Reputation: 51
I want to search a column and delete from csv file using python. I cannot dataframes as I need to work with large files and can't load it in RAM. How to do it? example csv file-
Home,Contact,Adress
abc,123,xyz
I need to find and delete Contact for example. I thought to use csv.reader but cannot figure out how to do it
Upvotes: 3
Views: 215
Reputation: 1684
If your application prefers to work with pandas still, I'd suggest to play with pandas chunking tactic.

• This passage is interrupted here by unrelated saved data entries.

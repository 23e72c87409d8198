//! LLM backend trait and the Groq chat-completions implementation.
//!
//! Groq exposes an OpenAI-compatible endpoint, so the request/response
//! handling here works against any `/v1/chat/completions` server by
//! overriding the base URL.

use std::time::Duration;

use async_trait::async_trait;
use serde::{Deserialize, Serialize};
use thiserror::Error;

// ── Error ─────────────────────────────────────────────────────────────────────

#[derive(Debug, Error)]
pub enum LlmError {
    #[error("HTTP error: {0}")]
    Http(#[from] reqwest::Error),
    #[error("Serialization error: {0}")]
    Serde(#[from] serde_json::Error),
    #[error("Backend unavailable: {0}")]
    Unavailable(String),
    #[error("Rate limit exceeded")]
    RateLimitExceeded,
    #[error("API error [{status}]: {message}")]
    ApiError { status: u16, message: String },
}

// ── Request / Response ────────────────────────────────────────────────────────

#[derive(Debug, Clone, Serialize, Deserialize)]
pub struct Message {
    pub role: String,   // "system" | "user" | "assistant"
    pub content: String,
}

impl Message {
    pub fn user(content: impl Into<String>) -> Self {
        Self { role: "user".to_string(), content: content.into() }
    }
}

#[derive(Debug, Clone, Serialize, Deserialize)]
pub struct LlmRequest {
    pub messages: Vec<Message>,
    pub model: Option<String>,
    pub max_tokens: Option<u32>,
    pub temperature: Option<f32>,
}

#[derive(Debug, Clone, Serialize, Deserialize)]
pub struct LlmResponse {
    pub content: String,
    pub model: String,
    pub prompt_tokens: u32,
    pub completion_tokens: u32,
}

// ── Trait ─────────────────────────────────────────────────────────────────────

#[async_trait]
pub trait LlmBackend: Send + Sync {
    async fn complete(&self, req: LlmRequest) -> Result<LlmResponse, LlmError>;
    fn model_id(&self) -> &str;
}

// ── Helpers ───────────────────────────────────────────────────────────────────

fn parse_openai_response(json: &serde_json::Value, fallback_model: &str) -> LlmResponse {
    LlmResponse {
        content: json["choices"][0]["message"]["content"]
            .as_str()
            .unwrap_or("")
            .to_string(),
        model: json["model"]
            .as_str()
            .unwrap_or(fallback_model)
            .to_string(),
        prompt_tokens:     json["usage"]["prompt_tokens"].as_u64().unwrap_or(0) as u32,
        completion_tokens: json["usage"]["completion_tokens"].as_u64().unwrap_or(0) as u32,
    }
}

async fn check_response_status(resp: reqwest::Response) -> Result<serde_json::Value, LlmError> {
    let status = resp.status().as_u16();
    if status == 429 {
        return Err(LlmError::RateLimitExceeded);
    }
    let body: serde_json::Value = resp.json().await?;
    if status >= 400 {
        let msg = body["error"]["message"]
            .as_str()
            .or_else(|| body["message"].as_str())
            .unwrap_or("unknown API error")
            .to_string();
        return Err(LlmError::ApiError { status, message: msg });
    }
    Ok(body)
}

// ── Groq (OpenAI-compatible) ──────────────────────────────────────────────────

pub const GROQ_BASE_URL: &str = "https://api.groq.com/openai";

const DEFAULT_TIMEOUT: Duration = Duration::from_secs(30);

pub struct GroqBackend {
    pub base_url: String,
    pub model: String,
    api_key: String,
    timeout: Duration,
    client: reqwest::Client,
}

impl GroqBackend {
    pub fn new(api_key: impl Into<String>, model: impl Into<String>) -> Self {
        Self {
            base_url: GROQ_BASE_URL.to_string(),
            model: model.into(),
            api_key: api_key.into(),
            timeout: DEFAULT_TIMEOUT,
            client: reqwest::Client::new(),
        }
    }

    /// Point at a different OpenAI-compatible endpoint (LMStudio, vLLM, …).
    pub fn with_base_url(mut self, base_url: impl Into<String>) -> Self {
        self.base_url = base_url.into();
        self
    }

    /// The service may be slow or unavailable; every call carries a timeout.
    pub fn with_timeout(mut self, timeout: Duration) -> Self {
        self.timeout = timeout;
        self
    }
}

#[async_trait]
impl LlmBackend for GroqBackend {
    async fn complete(&self, req: LlmRequest) -> Result<LlmResponse, LlmError> {
        let url = format!("{}/v1/chat/completions", self.base_url.trim_end_matches('/'));
        let body = serde_json::json!({
            "model":       req.model.as_deref().unwrap_or(&self.model),
            "messages":    req.messages,
            "max_tokens":  req.max_tokens.unwrap_or(1024),
            "temperature": req.temperature.unwrap_or(0.3),
        });
        let resp = self.client
            .post(&url)
            .bearer_auth(&self.api_key)
            .timeout(self.timeout)
            .json(&body)
            .send()
            .await?;
        let json = check_response_status(resp).await?;
        Ok(parse_openai_response(&json, &self.model))
    }

    fn model_id(&self) -> &str { &self.model }
}

// ── Tests ─────────────────────────────────────────────────────────────────────
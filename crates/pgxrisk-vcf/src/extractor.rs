//! Line-oriented variant record extraction.

use std::borrow::Cow;

use pgxrisk_common::VariantRecord;
use tracing::debug;

/// Header line a conforming producer must declare. Validated by the upload
/// handler before extraction; extraction itself ignores header content.
pub const SUPPORTED_VCF_HEADER: &str = "##fileformat=VCFv4.2";

/// Minimum number of tab-separated columns a data line must carry.
const MIN_VCF_COLUMNS: usize = 8;

/// Index of the INFO column holding the `;`-separated KEY=VALUE annotations.
const INFO_COLUMN: usize = 7;

/// Decode uploaded bytes to text, replacing invalid UTF-8 with U+FFFD.
/// Decoding failures are never propagated as errors.
pub fn decode_lossy(bytes: &[u8]) -> Cow<'_, str> {
    String::from_utf8_lossy(bytes)
}

/// Whether the decoded text declares the expected format version.
pub fn has_supported_header(text: &str) -> bool {
    text.starts_with(SUPPORTED_VCF_HEADER)
}

/// Extract all qualifying variant records from the decoded file text.
///
/// Blank lines and `#`-prefixed header/comment lines are skipped. A data
/// line with fewer than 8 tab-separated fields is a malformed row and is
/// silently dropped. A line contributes a record only if its INFO column
/// declares a `GENE` key; `RS` and `STAR` are optional. Output order matches
/// input order. Total function: never fails, possibly-empty result.
pub fn extract_variants(text: &str) -> Vec<VariantRecord> {
    let mut records = Vec::new();
    let mut dropped = 0usize;

    for line in text.lines() {
        if line.trim().is_empty() || line.starts_with('#') {
            continue;
        }

        let fields: Vec<&str> = line.split('\t').collect();
        if fields.len() < MIN_VCF_COLUMNS {
            dropped += 1;
            continue;
        }

        if let Some(record) = parse_info_field(fields[INFO_COLUMN]) {
            records.push(record);
        }
    }

    if dropped > 0 {
        debug!(dropped, "skipped malformed variant rows");
    }

    records
}

/// Parse one `;`-separated KEY=VALUE annotation list. Items without `=` are
/// ignored; the first `=` splits key from value.
fn parse_info_field(info: &str) -> Option<VariantRecord> {
    let mut gene = None;
    let mut rsid = None;
    let mut star_allele = None;

    for item in info.split(';') {
        let Some((key, value)) = item.split_once('=') else {
            continue;
        };
        match key {
            "GENE" => gene = Some(value.to_string()),
            "RS" => rsid = Some(value.to_string()),
            "STAR" => star_allele = Some(value.to_string()),
            _ => {}
        }
    }

    gene.map(|gene| VariantRecord { gene, rsid, star_allele })
}

// ── Tests ─────────────────────────────────────────────────────────────────────

#[cfg(test)]
mod tests {
    use super::*;

    #[test]
    fn extracts_full_annotation_line() {
        let line = "chr1\t100\t.\tA\tG\t.\t.\tGENE=CYP2D6;RS=rs3892097";
        let records = extract_variants(line);
        assert_eq!(records.len(), 1);
        assert_eq!(records[0].gene, "CYP2D6");
        assert_eq!(records[0].rsid.as_deref(), Some("rs3892097"));
        assert_eq!(records[0].star_allele, None);
    }

    #[test]
    fn short_row_is_dropped_silently() {
        let line = "chr1\t100\t.\tA\tG\t.";
        assert!(extract_variants(line).is_empty());
    }

    #[test]
    fn header_and_comment_lines_yield_nothing() {
        let text = "##fileformat=VCFv4.2\n#CHROM\tPOS\tID\tREF\tALT\tQUAL\tFILTER\tINFO\n";
        assert!(extract_variants(text).is_empty());
    }

    #[test]
    fn blank_lines_are_skipped() {
        let text = "\n   \nchr1\t1\t.\tA\tG\t.\t.\tGENE=TPMT;RS=rs1142345\n\n";
        assert_eq!(extract_variants(text).len(), 1);
    }

    #[test]
    fn line_without_gene_key_yields_no_record() {
        let line = "chr1\t100\t.\tA\tG\t.\t.\tRS=rs3892097;STAR=*4";
        assert!(extract_variants(line).is_empty());
    }

    #[test]
    fn items_without_equals_are_ignored() {
        let line = "chr1\t100\t.\tA\tG\t.\t.\tDB;GENE=DPYD;SOMATIC;RS=rs3918290";
        let records = extract_variants(line);
        assert_eq!(records.len(), 1);
        assert_eq!(records[0].gene, "DPYD");
        assert_eq!(records[0].rsid.as_deref(), Some("rs3918290"));
    }

    #[test]
    fn star_allele_is_captured_when_present() {
        let line = "chr22\t42128945\t.\tG\tA\t.\t.\tGENE=CYP2D6;RS=rs3892097;STAR=*4";
        let records = extract_variants(line);
        assert_eq!(records[0].star_allele.as_deref(), Some("*4"));
    }

    #[test]
    fn output_preserves_input_order() {
        let text = "chr1\t1\t.\tA\tG\t.\t.\tGENE=CYP2C9;RS=rs1799853\n\
                    chr2\t2\t.\tC\tT\t.\t.\tGENE=VKORC1;RS=rs9923231\n\
                    chr3\t3\t.\tG\tA\t.\t.\tGENE=CYP2C19;RS=rs4244285";
        let genes: Vec<String> = extract_variants(text).into_iter().map(|v| v.gene).collect();
        assert_eq!(genes, vec!["CYP2C9", "VKORC1", "CYP2C19"]);
    }

    #[test]
    fn mixed_valid_and_malformed_rows() {
        let text = "##fileformat=VCFv4.2\n\
                    chr1\t1\t.\tA\tG\t.\t.\tGENE=SLCO1B1;RS=rs4149056\n\
                    not\ta\tvalid\trow\n\
                    chr2\t2\t.\tC\tT\t.\t.\tGENE=TPMT";
        let records = extract_variants(text);
        assert_eq!(records.len(), 2);
        assert_eq!(records[1].gene, "TPMT");
        assert_eq!(records[1].rsid, None);
    }

    #[test]
    fn lossy_decode_never_fails() {
        let bytes = b"chr1\t1\t.\tA\tG\t.\t.\tGENE=CYP2D6\xff";
        let text = decode_lossy(bytes);
        assert_eq!(extract_variants(&text).len(), 1);
    }

    #[test]
    fn header_detection() {
        assert!(has_supported_header("##fileformat=VCFv4.2\nchr1\t..."));
        assert!(!has_supported_header("##fileformat=VCFv4.1\n"));
        assert!(!has_supported_header(""));
    }
}
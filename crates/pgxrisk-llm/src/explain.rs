//! Explanation request builder.
//!
//! Assembles the structured clinical context for the text-generation service
//! and wraps its output. The prose itself is opaque: callers and tests only
//! rely on presence and on the variant ids echoed back in
//! `variant_references`.

use pgxrisk_common::{Phenotype, RiskAssessment, RiskLabel, VariantRecord};
use serde::{Deserialize, Serialize};

use crate::backend::{LlmBackend, LlmError, LlmRequest, Message};

/// Structured prompt context for one (drug, assessment) pair.
#[derive(Debug, Clone, Serialize, Deserialize)]
pub struct ExplanationContext {
    pub drug: String,
    pub gene: String,
    pub phenotype: Phenotype,
    pub risk_label: RiskLabel,
    /// Non-null rsids of the detected variants, in input order.
    pub variant_ids: Vec<String>,
}

impl ExplanationContext {
    pub fn from_assessment(drug: &str, assessment: &RiskAssessment) -> Self {
        Self {
            drug: drug.to_string(),
            gene: assessment
                .primary_gene
                .clone()
                .unwrap_or_else(|| "Unknown".to_string()),
            phenotype: assessment.phenotype,
            risk_label: assessment.risk_label,
            variant_ids: variant_rsids(&assessment.detected_variants),
        }
    }

    /// Render the prompt sent to the text-generation service.
    pub fn prompt(&self) -> String {
        let variant_section = if self.variant_ids.is_empty() {
            "No high-impact pharmacogenomic variants were detected in the target gene."
                .to_string()
        } else {
            format!(
                "The following pharmacogenomic variants were detected: {}. \
                 These variants may alter {} enzyme activity.",
                self.variant_ids.join(", "),
                self.gene
            )
        };

        format!(
            "You are a clinical pharmacogenomics expert.\n\
             \n\
             Drug: {drug}\n\
             Primary Gene: {gene}\n\
             Phenotype: {phenotype}\n\
             Risk classification: {risk}\n\
             \n\
             Variant Information:\n\
             {variants}\n\
             \n\
             Provide a structured clinical explanation including:\n\
             \n\
             1. Drug mechanism of action\n\
             2. Role of {gene} in metabolism\n\
             3. Impact of detected variants (if any)\n\
             4. Why the phenotype leads to this risk classification\n\
             5. A CPIC-aligned clinical recommendation\n\
             \n\
             Be medically accurate, precise, and concise.",
            drug = self.drug,
            gene = self.gene,
            phenotype = self.phenotype,
            risk = self.risk_label,
            variants = variant_section,
        )
    }
}

/// Generated explanation plus the rsids it was asked to reference.
#[derive(Debug, Clone, Serialize, Deserialize)]
pub struct Explanation {
    pub summary: String,
    pub variant_references: Vec<String>,
}

/// Non-null rsids of a variant set, in order.
pub fn variant_rsids(variants: &[VariantRecord]) -> Vec<String> {
    variants.iter().filter_map(|v| v.rsid.clone()).collect()
}

/// Build the context, invoke the backend, wrap the prose.
///
/// Service failures propagate as `LlmError`; the pipeline decides whether to
/// fail the drug's result or substitute a placeholder.
pub async fn generate_explanation(
    backend: &dyn LlmBackend,
    drug: &str,
    assessment: &RiskAssessment,
) -> Result<Explanation, LlmError> {
    let ctx = ExplanationContext::from_assessment(drug, assessment);
    let req = LlmRequest {
        messages: vec![Message::user(ctx.prompt())],
        model: None,
        max_tokens: Some(1024),
        temperature: Some(0.3),
    };
    let resp = backend.complete(req).await?;
    Ok(Explanation {
        summary: resp.content,
        variant_references: ctx.variant_ids,
    })
}

// ── Tests ─────────────────────────────────────────────────────────────────────
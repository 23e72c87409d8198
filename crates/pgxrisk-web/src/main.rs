//! PGx Risk Web Server
//!
//! Run with: cargo run -p pgxrisk-web

use std::net::SocketAddr;
use std::sync::Arc;
use std::time::Duration;

use secrecy::ExposeSecret;
use tracing::info;
use tracing_subscriber::EnvFilter;

use pgxrisk_llm::GroqBackend;
use pgxrisk_web::config::Config;
use pgxrisk_web::router::build_router;
use pgxrisk_web::state::AppState;

#[tokio::main]
async fn main() -> anyhow::Result<()> {
    dotenvy::dotenv().ok();

    tracing_subscriber::fmt()
        .with_env_filter(
            EnvFilter::try_from_default_env().unwrap_or_else(|_| EnvFilter::new("info")),
        )
        .init();

    let config = Config::load()?;

    // Missing credentials are fatal at startup, not per-request
    let api_key = config.api_key()?;

    let backend = GroqBackend::new(api_key.expose_secret(), config.llm.model.as_str())
        .with_base_url(config.llm.base_url.as_str())
        .with_timeout(Duration::from_secs(config.llm.request_timeout_secs));

    info!(model = %config.llm.model, "text-generation backend configured");

    let state = AppState::new(Arc::new(backend), config.server.max_upload_bytes);
    let app = build_router(state);

    let addr: SocketAddr = format!("{}:{}", config.server.host, config.server.port).parse()?;
    info!("Server listening on http://{}", addr);

    let listener = tokio::net::TcpListener::bind(addr).await?;
    axum::serve(listener, app).await?;

    Ok(())
}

See example below:
iterator = pandas.read_csv('/tmp/abc.csv', chunksize=10**5)
df_new = pandas.DataFrame(columns=['your_remaining_columns'])
for df in iterator:
del df['col_b']
df_new = pandas.concat([df_new, df])
print(df_new.shape[0])
print(df_new.columns)
I was able to process a 50GB csv file with complex data (non utf8 encoding, cell contains ,
, doing deduplication and filtered out bad rows) by this approach before.
Upvotes: 0
Reputation: 16526
Check this :
import csv
col = 'Contact'
with open('your_csv.csv') as f:
with open('new_csv.csv', 'w', newline='') as g:
# creating csv reader
reader = csv.reader(f)
# getting the 'col' index in the header, we want to delete it in the next lines
col_index = next(reader).index(col)
for line in reader:
del line[col_index]
# writing to new csv file
writer = csv.writer(g)
writer.writerow(line)
Explanation for using newline=''
is here.
Upvotes: 1